Correspondence with France’s Ambassador

50 of them were unknown to historical research until today. Most were aimed at Michel de Castelnau, the French ambassador to England, who was a follower of Mary. The confidential communication channel between the two was already known. However, the new letters show that it existed as early as May 1578 and at least until mid-1584. “I was very, very taken aback and it felt kind of surreal,” Lasry said in a broadcast. He is part of the European „DECRYPT“-Projektswhich collects and translates encrypted historical documents.

The documents were incorrectly sorted. When the researchers stumbled across words like “captivity” and the name Walsingham during the decryption, for which computer-based methods were also used, they pricked up their ears. Sir Francis Walsingham was a confidante of Elizabeth and head of a spy network.
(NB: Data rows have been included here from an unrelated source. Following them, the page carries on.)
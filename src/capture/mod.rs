//! Microphone capture behind a polymorphic device seam
//!
//! The engine never touches platform audio APIs directly: it records
//! through the [`AudioCaptureDevice`] trait, so the state machine and
//! codec stay unit-testable without real hardware. The concrete cpal
//! adapter lives in [`cpal_device`].
//!
//! # Acquisition Contract
//!
//! `request_access` is a one-time probe that releases its stream on
//! grant; the microphone is never held open between recordings. Each
//! `start_capture` opens a fresh exclusive stream; the returned
//! [`CaptureHandle`] releases it on `stop()` or on drop, so every exit
//! path (stop, cancel, error, teardown) gives the hardware back.

pub mod cpal_device;

pub use cpal_device::CpalCaptureDevice;

use async_trait::async_trait;
use tokio::sync::{mpsc, watch};

/// Errors from microphone acquisition and streaming.
#[derive(Debug, Clone)]
pub enum CaptureError {
    /// User refused microphone access
    PermissionDenied,
    /// No usable input device, or no prior access grant
    DeviceUnavailable(String),
    /// A capture is already active on this device
    DeviceBusy,
    /// The platform stream could not be created or died mid-capture
    StreamFailed(String),
}

impl std::fmt::Display for CaptureError {
    fn fmt(&self, f: &mut std::fmt::Formatter<'_>) -> std::fmt::Result {
        match self {
            CaptureError::PermissionDenied => write!(f, "Microphone access denied"),
            CaptureError::DeviceUnavailable(e) => {
                write!(f, "No audio input device available: {}", e)
            }
            CaptureError::DeviceBusy => write!(f, "A capture is already active on this device"),
            CaptureError::StreamFailed(e) => write!(f, "Audio input stream failed: {}", e),
        }
    }
}

impl std::error::Error for CaptureError {}

/// Outcome of the one-time permission probe.
#[derive(Debug, Clone, Copy, PartialEq, Eq)]
pub enum AccessStatus {
    Granted,
    Denied,
}

/// Caller-supplied stream configuration.
#[derive(Debug, Clone)]
pub struct CaptureConfig {
    /// Requested sample rate; the device may deliver its native rate
    /// (reported in [`CaptureStream::sample_rate`])
    pub sample_rate: u32,
    pub channels: u16,
    /// Hint only; adapters without platform support ignore it
    pub noise_suppression: bool,
}

impl Default for CaptureConfig {
    fn default() -> Self {
        Self {
            sample_rate: 24_000,
            channels: 1,
            noise_suppression: true,
        }
    }
}

/// Data flowing out of an active capture.
pub struct CaptureStream {
    /// Sample-chunk delivery, one `Vec<f32>` per hardware callback
    pub samples: mpsc::Receiver<Vec<f32>>,
    /// Normalized RMS input level, updated per callback batch
    pub level: watch::Receiver<f32>,
    /// The rate the device actually delivers
    pub sample_rate: u32,
}

/// Handle to an active capture session.
///
/// `stop()` flushes and releases the underlying hardware stream;
/// calling it twice is a no-op, never an error. Dropping an unstopped
/// handle releases the stream too.
pub struct CaptureHandle {
    release: Option<Box<dyn FnOnce() + Send>>,
}

impl CaptureHandle {
    pub fn new(release: impl FnOnce() + Send + 'static) -> Self {
        Self {
            release: Some(Box::new(release)),
        }
    }

    /// Stop the capture and release the device. Idempotent.
    pub fn stop(&mut self) {
        if let Some(release) = self.release.take() {
            release();
            log::debug!("Capture handle released");
        }
    }

    pub fn is_stopped(&self) -> bool {
        self.release.is_none()
    }
}

impl Drop for CaptureHandle {
    fn drop(&mut self) {
        self.stop();
    }
}

/// Exclusive microphone access for one engine instance.
#[async_trait]
pub trait AudioCaptureDevice: Send + Sync {
    /// One-time permission probe. On grant the probe stream is released
    /// immediately; the device is not held open between recordings.
    async fn request_access(&self) -> Result<AccessStatus, CaptureError>;

    /// Open a fresh exclusive stream with the caller's configuration and
    /// begin delivering sample chunks and level updates.
    ///
    /// # Errors
    /// `DeviceUnavailable` if no prior grant exists, `DeviceBusy` if a
    /// capture is already active on this device.
    async fn start_capture(
        &self,
        config: &CaptureConfig,
    ) -> Result<(CaptureHandle, CaptureStream), CaptureError>;
}
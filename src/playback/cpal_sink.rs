//! CPAL adapter for speaker output
//!
//! Decodes a WAV container with hound and feeds the samples to the
//! default output device. Like capture, the cpal stream is owned by a
//! dedicated thread; the async side only waits for completion or
//! cancellation. A cancelled or aborted clip resolves `Ok` so the
//! player queue never stalls on an interruption.

use std::io::Cursor;
use std::sync::atomic::{AtomicUsize, Ordering};
use std::sync::{Arc, Mutex};
use std::time::Duration;

use cpal::traits::{DeviceTrait, HostTrait, StreamTrait};
use cpal::{SampleRate, StreamConfig};
use tokio::sync::oneshot;
use tokio_util::sync::CancellationToken;

use super::{PlaybackError, PlaybackSink};

/// Tail delay after the last sample so the DAC drains before the
/// stream is torn down
const DRAIN_DELAY: Duration = Duration::from_millis(100);

/// Speaker output through the default cpal host.
pub struct CpalPlaybackSink;

impl CpalPlaybackSink {
    pub fn new() -> Self {
        Self
    }
}

impl Default for CpalPlaybackSink {
    fn default() -> Self {
        Self::new()
    }
}

#[async_trait::async_trait]
impl PlaybackSink for CpalPlaybackSink {
    async fn play(
        &self,
        container: &[u8],
        cancel: &CancellationToken,
    ) -> Result<(), PlaybackError> {
        let clip = decode_container(container)?;
        log::debug!(
            "Playing clip: {} samples at {} Hz, {} channel(s)",
            clip.samples.len(),
            clip.sample_rate,
            clip.channels
        );

        let (done_tx, done_rx) = oneshot::channel::<Result<(), PlaybackError>>();
        // Dropping this releases the audio thread and its stream
        let (_hold_tx, hold_rx) = std::sync::mpsc::channel::<()>();

        std::thread::Builder::new()
            .name("voiceloop-playback".to_string())
            .spawn(move || run_playback_thread(clip, done_tx, hold_rx))
            .map_err(|e| PlaybackError::SinkFailed(e.to_string()))?;

        tokio::select! {
            result = done_rx => {
                match result {
                    Ok(Ok(())) => {
                        tokio::time::sleep(DRAIN_DELAY).await;
                        Ok(())
                    }
                    Ok(Err(e)) => Err(e),
                    // Thread died without reporting: treat as an abort,
                    // which is benign completion
                    Err(_) => Ok(()),
                }
            }
            _ = cancel.cancelled() => {
                log::debug!("Clip playback cancelled");
                Ok(())
            }
        }
    }
}

struct DecodedClip {
    samples: Vec<f32>,
    sample_rate: u32,
    channels: u16,
}

fn decode_container(container: &[u8]) -> Result<DecodedClip, PlaybackError> {
    let mut reader = hound::WavReader::new(Cursor::new(container))
        .map_err(|e| PlaybackError::BadClip(e.to_string()))?;
    let spec = reader.spec();

    if spec.bits_per_sample != 16 || spec.sample_format != hound::SampleFormat::Int {
        return Err(PlaybackError::BadClip(format!(
            "expected PCM16, got {}-bit {:?}",
            spec.bits_per_sample, spec.sample_format
        )));
    }

    let samples: Vec<f32> = reader
        .samples::<i16>()
        .map(|s| s.map(|v| v as f32 / i16::MAX as f32))
        .collect::<Result<_, _>>()
        .map_err(|e| PlaybackError::BadClip(e.to_string()))?;

    Ok(DecodedClip {
        samples,
        sample_rate: spec.sample_rate,
        channels: spec.channels,
    })
}

/// Owns the output stream until the clip finishes or the async side
/// drops its hold channel.
fn run_playback_thread(
    clip: DecodedClip,
    done_tx: oneshot::Sender<Result<(), PlaybackError>>,
    hold_rx: std::sync::mpsc::Receiver<()>,
) {
    // Shared with the output callback, which takes it to signal natural
    // completion; the thread takes it back on setup failure
    let done_slot = Arc::new(Mutex::new(Some(done_tx)));

    let stream = match build_output_stream(&clip, done_slot.clone()) {
        Ok(stream) => stream,
        Err(e) => {
            if let Some(tx) = done_slot.lock().unwrap().take() {
                let _ = tx.send(Err(e));
            }
            return;
        }
    };

    if let Err(e) = stream.play() {
        if let Some(tx) = done_slot.lock().unwrap().take() {
            let _ = tx.send(Err(PlaybackError::SinkFailed(e.to_string())));
        }
        return;
    }

    // Park until the caller drops its end (completion, cancel, or abort)
    let _ = hold_rx.recv();
    drop(stream);
    log::debug!("Playback thread released output stream");
}

fn build_output_stream(
    clip: &DecodedClip,
    done_slot: Arc<Mutex<Option<oneshot::Sender<Result<(), PlaybackError>>>>>,
) -> Result<cpal::Stream, PlaybackError> {
    let host = cpal::default_host();
    let device = host
        .default_output_device()
        .ok_or_else(|| PlaybackError::SinkFailed("no output device available".to_string()))?;

    let supported = device
        .supported_output_configs()
        .ok()
        .and_then(|mut configs| {
            configs.find(|c| {
                c.channels() == clip.channels
                    && c.min_sample_rate() <= SampleRate(clip.sample_rate)
                    && c.max_sample_rate() >= SampleRate(clip.sample_rate)
            })
        })
        .or_else(|| {
            // Fallback: stereo output, clip channels upmixed in the callback
            device.supported_output_configs().ok().and_then(|mut cs| {
                cs.find(|c| {
                    c.channels() == 2
                        && c.min_sample_rate() <= SampleRate(clip.sample_rate)
                        && c.max_sample_rate() >= SampleRate(clip.sample_rate)
                })
            })
        });

    let supported = supported.ok_or_else(|| {
        PlaybackError::SinkFailed(format!(
            "no output config for {} Hz / {} channel(s)",
            clip.sample_rate, clip.channels
        ))
    })?;

    let config: StreamConfig = supported.with_sample_rate(SampleRate(clip.sample_rate)).config();
    let out_channels = config.channels as usize;
    let src_channels = clip.channels as usize;

    let cb_samples = Arc::new(clip.samples.clone());
    let position = Arc::new(AtomicUsize::new(0));
    let cb_done = done_slot;

    let stream = device.build_output_stream(
        &config,
        move |data: &mut [f32], _: &cpal::OutputCallbackInfo| {
            let mut pos = position.load(Ordering::Relaxed);
            for frame in data.chunks_mut(out_channels) {
                if pos + src_channels <= cb_samples.len() {
                    for (ch, out) in frame.iter_mut().enumerate() {
                        // Upmix by repeating the last source channel
                        let src = pos + ch.min(src_channels - 1);
                        *out = cb_samples[src];
                    }
                    pos += src_channels;
                } else {
                    frame.fill(0.0);
                    if let Some(tx) = cb_done.lock().unwrap().take() {
                        let _ = tx.send(Ok(()));
                    }
                }
            }
            position.store(pos, Ordering::Relaxed);
        },
        |err| log::error!("Audio output stream error: {}", err),
        None,
    );

    stream.map_err(|e| PlaybackError::SinkFailed(e.to_string()))
}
A comparison with letters that have already been archived confirmed that the ones that have now been discovered can actually only come from Maria Stuart.

politics in isolation

In their study, the researchers provide initial summaries of the content of the letters, but they want to leave more detailed analyzes to historians. In her correspondence, Maria addresses on the one hand harmless topics such as health problems and complaints about her imprisonment and her negotiations with Elizabeth about a possible release.
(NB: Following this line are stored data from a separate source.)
use tokio::sync::{mpsc, watch, Mutex};
use tokio::time::interval;
use uuid::Uuid;

use crate::capture::{
    AccessStatus, AudioCaptureDevice, CaptureError, CaptureHandle,
};
use crate::codec::{self, AudioChunk};
use crate::playback::{
    PlaybackError, PlaybackItem, PlaybackOutcome, PlaybackSink, PlaybackUpdate,
    StreamingAudioPlayer,
};
use crate::settings::EngineSettings;
use crate::transport::{
    ClientFrame, Credentials, DuplexConversationTransport, ServerEvent, TransportEvent,
};

use super::state_machine::{reduce, Effect, Event, TurnLimits, TurnState, VoiceSessionState};
use super::turn::ConversationTurn;
use super::EngineNotification;

const EVENT_CHANNEL_DEPTH: usize = 256;
const NOTIFY_CHANNEL_DEPTH: usize = 256;
const TRANSPORT_EVENT_DEPTH: usize = 256;

/// Response audio arrives as 24kHz mono PCM16 per the session config
const RESPONSE_SAMPLE_RATE: u32 = 24_000;
const RESPONSE_CHANNELS: u16 = 1;

/// Public API of the voice engine.
///
/// One controller owns one microphone and one duplex connection at a
/// time. Methods enqueue events; the worker task applies them in order.
pub struct VoiceConversationController {
    events_tx: mpsc::Sender<Event>,
}

impl VoiceConversationController {
    /// Spawn the engine worker over the given seams.
    ///
    /// Returns the controller handle and the notification stream
    /// consumed by the UI layer and collaborators.
    pub fn spawn(
        device: Arc<dyn AudioCaptureDevice>,
        transport: Arc<dyn DuplexConversationTransport>,
        sink: Arc<dyn PlaybackSink>,
        settings: EngineSettings,
        credentials: Credentials,
    ) -> (Self, mpsc::Receiver<EngineNotification>) {
        let (events_tx, events_rx) = mpsc::channel(EVENT_CHANNEL_DEPTH);
        let (notify_tx, notify_rx) = mpsc::channel(NOTIFY_CHANNEL_DEPTH);
        let (transport_tx, transport_rx) = mpsc::channel(TRANSPORT_EVENT_DEPTH);
        let (player, player_rx) = StreamingAudioPlayer::new(sink);

        let worker = EngineWorker {
            state: TurnState::default(),
            limits: TurnLimits {
                max_recording: settings.max_recording(),
            },
            settings,
            credentials,
            device,
            transport,
            player,
            captures: Arc::new(Mutex::new(HashMap::new())),
            current_turn: None,
            last_capture_start: None,
            events_tx: events_tx.clone(),
            transport_tx,
            notify_tx,
        };

        tokio::spawn(worker.run(events_rx, transport_rx, player_rx));

        (Self { events_tx }, notify_rx)
    }

    /// Begin a new turn: acquire the microphone and record.
    pub async fn start_turn(&self) {
        self.dispatch(Event::StartTurn).await;
    }

    /// End the user utterance and submit it for a response.
    pub async fn stop_turn(&self) {
        self.dispatch(Event::StopTurn).await;
    }

    /// Abandon the current turn; never surfaced as an error.
    pub async fn cancel_turn(&self) {
        self.dispatch(Event::CancelTurn).await;
    }

    /// Full teardown: stop capture, cancel playback, close the
    /// transport, reset to idle. Safe from any state, any number of
    /// times.
    pub async fn cleanup(&self) {
        self.dispatch(Event::Cleanup).await;
    }

    async fn dispatch(&self, event: Event) {
        if self.events_tx.send(event).await.is_err() {
            log::warn!("Engine worker gone, dropping user action");
        }
    }
}

/// An open capture session and its service tasks.
struct ActiveCapture {
    handle: CaptureHandle,
    pump: tokio::task::JoinHandle<()>,
    ticker: tokio::task::JoinHandle<()>,
    level_task: tokio::task::JoinHandle<()>,
}

struct EngineWorker {
    state: TurnState,
    limits: TurnLimits,
    settings: EngineSettings,
    credentials: Credentials,
    device: Arc<dyn AudioCaptureDevice>,
    transport: Arc<dyn DuplexConversationTransport>,
    player: StreamingAudioPlayer,
    /// Capture handles keyed by turn id; effect tasks insert, stop
    /// effects remove
    captures: Arc<Mutex<HashMap<Uuid, ActiveCapture>>>,
    current_turn: Option<ConversationTurn>,
    /// Debounce timestamp for user-initiated starts
    last_capture_start: Option<Instant>,
    events_tx: mpsc::Sender<Event>,
    transport_tx: mpsc::Sender<TransportEvent>,
    notify_tx: mpsc::Sender<EngineNotification>,
}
On the other hand, the letters illustrate how Maria, out of isolation, tried to continue doing politics. Among other things, her distrust of Walsingham becomes clear. She describes him as an insidious person who uses dishonest methods to obtain friendships. Also her hostility towards other confidants, for example Robert Dudley1st Earl of Leicester, becomes the subject.

conspiracies and jealousy

Maria keeps asking de Castelnau to brief Elizabeth on planned conspiracies. She also asks the ambassador for help in recruiting spies and messengers, but at the same time makes it clear that some of the people who work for her could also be Walsingham’s agents.

Apparently, Maria was also very busy with the planned marriage between the French Francois-Hercule de Valois, Duke of Alencon and Elizabeth. She repeatedly warns her French pen pal that the English side is not being honest in the negotiations. Maria writes that she only wants to weaken France and Spain. The marriage ultimately did not materialize.

Many letters are also devoted to the negotiations for Mary’s release and the plans to reinstate her as Queen of Scotland if she renounces the English throne. At the beginning she describes the meetings with the representatives hopefully, but then comes to the conclusion that this will lead to nothing and that it is probably just an attempt by the other side to buy time.

According to the authors of the study, the known correspondence with de Castelnau has grown significantly as a result of the letters that have now been deciphered. It cannot be ruled out that further documents from Mary Stuart’s imprisonment will turn up in other archives.